--- PROBLEM DETAILS ---
The answer should be each line of the records that contains the word "DuplicatePolicy"; please copy them all.

━━━━━ STUDY MATERIAL ━━━━━

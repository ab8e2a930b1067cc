use std::collections::HashMap;
use std::fs::File;
use std::path::{Path, PathBuf};
use std::sync::{Arc, Mutex};

use anyhow::{Context, Result};
use memmap2::Mmap;

use super::index::{DuplicatePolicy, SeqRecord, build_index};

/// Extra bytes read past a sequence's residue length to absorb the line
/// breaks of wrapped FASTA text (one per 60 columns, plus slack).
const LINE_BREAK_MARGIN: usize = 10;

/// Random-access store over an indexed directory of sequence files.
///
/// Backing files are memory-mapped lazily, at most once per file, and the
/// read-only maps are shared for concurrent unsynchronized reads until
/// [`SequenceStore::close`] drops them. Lookups never fail outward: an
/// unknown id or an unreadable file yields an empty string.
#[derive(Debug)]
pub struct SequenceStore {
    index: HashMap<String, SeqRecord>,
    mapped_files: Mutex<HashMap<PathBuf, Arc<Mmap>>>,
}

impl SequenceStore {
    /// Indexes `dir` (last-file-wins duplicate policy) and wraps the result.
    pub fn open<P: AsRef<Path>>(dir: P) -> Result<Self> {
        Self::open_with_policy(dir, DuplicatePolicy::default())
    }

    pub fn open_with_policy<P: AsRef<Path>>(dir: P, policy: DuplicatePolicy) -> Result<Self> {
        let index = build_index(dir.as_ref(), policy)
            .with_context(|| format!("Failed to index sequence files in {:?}", dir.as_ref()))?;
        println!("Indexed {} sequences", index.len());
        Ok(Self::from_index(index))
    }

    /// Wraps a prebuilt index without rescanning.
    pub fn from_index(index: HashMap<String, SeqRecord>) -> Self {
        SequenceStore {
            index,
            mapped_files: Mutex::new(HashMap::new()),
        }
    }

    pub fn len(&self) -> usize {
        self.index.len()
    }

    pub fn is_empty(&self) -> bool {
        self.index.is_empty()
    }

    pub fn contains(&self, sequence_id: &str) -> bool {
        self.index.contains_key(sequence_id)
    }

    pub fn index(&self) -> &HashMap<String, SeqRecord> {
        &self.index
    }

    /// Precomputed residue length for a sequence, without touching the
    /// mapped file. Unknown ids are length 0.
    pub fn get_length(&self, sequence_id: &str) -> usize {
        self.index.get(sequence_id).map(|r| r.length).unwrap_or(0)
    }

    /// Retrieves a sequence's residue text.
    ///
    /// Returns an empty string when the id is unknown or the backing file
    /// cannot be mapped. A single trailing stop-codon marker (`*`) is
    /// dropped.
    pub fn get(&self, sequence_id: &str) -> String {
        let record = match self.index.get(sequence_id) {
            Some(record) => record,
            None => return String::new(),
        };
        let mmap = match self.mapped(&record.file) {
            Some(mmap) => mmap,
            None => return String::new(),
        };
        extract_sequence(&mmap, record)
    }

    /// Retrieves many sequences at once, grouping the requested ids by
    /// backing file so each file's map is referenced once per batch. Ids not
    /// in the index are omitted from the result.
    pub fn get_batch<S: AsRef<str>>(&self, sequence_ids: &[S]) -> HashMap<String, String> {
        let mut by_file: HashMap<&Path, Vec<(&str, &SeqRecord)>> = HashMap::new();
        for id in sequence_ids {
            let id = id.as_ref();
            if let Some(record) = self.index.get(id) {
                by_file
                    .entry(record.file.as_path())
                    .or_default()
                    .push((id, record));
            }
        }

        let mut result = HashMap::new();
        for (file, records) in by_file {
            let mmap = match self.mapped(file) {
                Some(mmap) => mmap,
                None => continue,
            };
            for (id, record) in records {
                result.insert(id.to_string(), extract_sequence(&mmap, record));
            }
        }
        result
    }

    /// Drops every memory-mapped view. Subsequent lookups re-map on demand.
    pub fn close(&self) {
        if let Ok(mut maps) = self.mapped_files.lock() {
            maps.clear();
        }
    }

    fn mapped(&self, path: &Path) -> Option<Arc<Mmap>> {
        let mut maps = self.mapped_files.lock().ok()?;
        if let Some(mmap) = maps.get(path) {
            return Some(Arc::clone(mmap));
        }

        let mapped = File::open(path)
            .with_context(|| format!("Failed to open sequence file: {}", path.display()))
            .and_then(|file| {
                unsafe { Mmap::map(&file) }.context("Failed to memory-map sequence file")
            });
        match mapped {
            Ok(mmap) => {
                let mmap = Arc::new(mmap);
                maps.insert(path.to_path_buf(), Arc::clone(&mmap));
                Some(mmap)
            }
            Err(e) => {
                eprintln!("Error memory-mapping {}: {}", path.display(), e);
                None
            }
        }
    }
}

/// Pulls one sequence out of a mapped file: read slightly past the residue
/// length to cover embedded line breaks, decode leniently, strip whitespace,
/// truncate to the indexed length, and drop a trailing stop marker.
///
/// The initial window assumes 60-column wrapping; narrower wrapping packs in
/// more line breaks than the margin covers, so the window doubles until the
/// full residue count is collected or the file ends.
fn extract_sequence(mmap: &Mmap, record: &SeqRecord) -> String {
    let start = record.offset as usize;
    if start >= mmap.len() {
        return String::new();
    }

    let mut read_length = record.length + record.length / 60 + LINE_BREAK_MARGIN;
    loop {
        let end = (start + read_length).min(mmap.len());
        let text = String::from_utf8_lossy(&mmap[start..end]);

        let mut sequence: String = text
            .chars()
            .filter(|c| !c.is_whitespace())
            .take(record.length)
            .collect();
        if sequence.chars().count() == record.length || end == mmap.len() {
            if sequence.ends_with('*') {
                sequence.pop();
            }
            return sequence;
        }
        read_length *= 2;
    }
}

━━━━━

--- RESULT ---
use super::index::{DuplicatePolicy, SeqRecord, build_index};
        Self::open_with_policy(dir, DuplicatePolicy::default())
    pub fn open_with_policy<P: AsRef<Path>>(dir: P, policy: DuplicatePolicy) -> Result<Self> {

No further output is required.